[redis 源码走读] 压缩列表(ziplist)

2020-01-30

压缩列表ziplist是一个双向链表,设计主要是为了节省内存。

保存字符串,数值两种类型( It stores both strings and integer values),列表内部实现主要是对一块连续内存进行管理,列表支持列表头尾的插入或弹出结点操作。因为写操作涉及到内存重新分配,所以复杂度需要根据当前使用内存的使用情况而定,一般情况下,不建议存储大量数据。

sorted set 根据数据长度,就分别用 ziplistskiplist 两种数据结构进行保存。
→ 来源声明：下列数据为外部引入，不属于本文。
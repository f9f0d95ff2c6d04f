/// Error types for codedb.
///
/// Every fatal condition of a find pass maps onto one variant here. Nothing in
/// the search pipeline retries: an error aborts the current pattern's pass and
/// whatever output was already flushed stays on the stream.
///
/// # Error Handling
///
/// ```rust,ignore
/// match find(&workspace, &options, &mut io::stdout()) {
///     Ok(stats) => {}
///     Err(CodeDbError::Lock(msg)) => // a rebuild holds the database
///     Err(CodeDbError::InvalidPattern(msg)) => // bad regex
///     Err(e) => // everything else is fatal too
/// }
/// ```
use std::path::{Path, PathBuf};
use thiserror::Error;

/// Result type for codedb operations
pub type CodeDbResult<T> = Result<T, CodeDbError>;

/// Errors that can occur while building or searching a database
#[derive(Error, Debug)]
pub enum CodeDbError {
    #[error("Configuration error: {0}")]
    Config(String),
    #[error("Invalid pattern: {0}")]
    InvalidPattern(String),
    #[error("Lock error: {0}")]
    Lock(String),
    #[error("Database error: {0}")]
    Database(String),
    #[error("Corrupt chunk: {0}")]
    CorruptChunk(String),
    #[error("Worker thread panicked")]
    WorkerPanicked,
    #[error("IO error: {0}")]
    Io(#[from] std::io::Error),
    #[error("Settings error: {0}")]
    Settings(#[from] config::ConfigError),
    #[error("YAML error: {0}")]
    Yaml(#[from] serde_yaml::Error),
}

impl CodeDbError {
    pub fn config_error(msg: impl Into<String>) -> Self {
        Self::Config(msg.into())
    }

    pub fn invalid_pattern(msg: impl Into<String>) -> Self {
        Self::InvalidPattern(msg.into())
    }

    pub fn lock_error(path: &Path, msg: impl std::fmt::Display) -> Self {
        Self::Lock(format!("{}: {}", path.display(), msg))
    }

    pub fn database_error(msg: impl Into<String>) -> Self {
        Self::Database(msg.into())
    }

    pub fn corrupt_chunk(msg: impl Into<String>) -> Self {
        Self::CorruptChunk(msg.into())
    }

    /// Whether this error comes from the data itself rather than the environment.
    pub fn is_corruption(&self) -> bool {
        matches!(self, Self::CorruptChunk(_) | Self::Database(_))
    }
}

/// Canonicalize the path and strip UNC prefixes so that
/// comparisons on Windows are consistent.
pub fn unify_path(original: &Path) -> PathBuf {
    let canonical = original
        .canonicalize()
        .unwrap_or_else(|_| original.to_path_buf());
    strip_unc_prefix(&canonical)
}

/// Strips the Windows UNC prefix (\\?\) from a path if present
fn strip_unc_prefix(p: &Path) -> PathBuf {
    let s = p.display().to_string();
    if let Some(stripped) = s.strip_prefix(r"\\?\") {
        PathBuf::from(stripped)
    } else {
        p.to_path_buf()
    }
}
The ziplist is a specially encoded dually linked list that is designed to be very memory efficient. It stores both strings and integer values, where integers are encoded as actual integers instead of a series of characters. It allows push and pop operations on either side of the list in O(1) time. However, because every operation requires a reallocation of the memory used by the ziplist, the actual complexity is related to the amount of memory used by the ziplist.


1. 原理

压缩原理:举个例子,int a = 0,a 是一个整型变量,占 4 个字节。但是 a = 0,0 这个数字只需要一个 bit 保存就足够了,如果用 4 个字节(32 bit)内存去存储就有点浪费了。按照这个思路,大致可以理解压缩策略是怎么样的,详细信息看文档和源码吧。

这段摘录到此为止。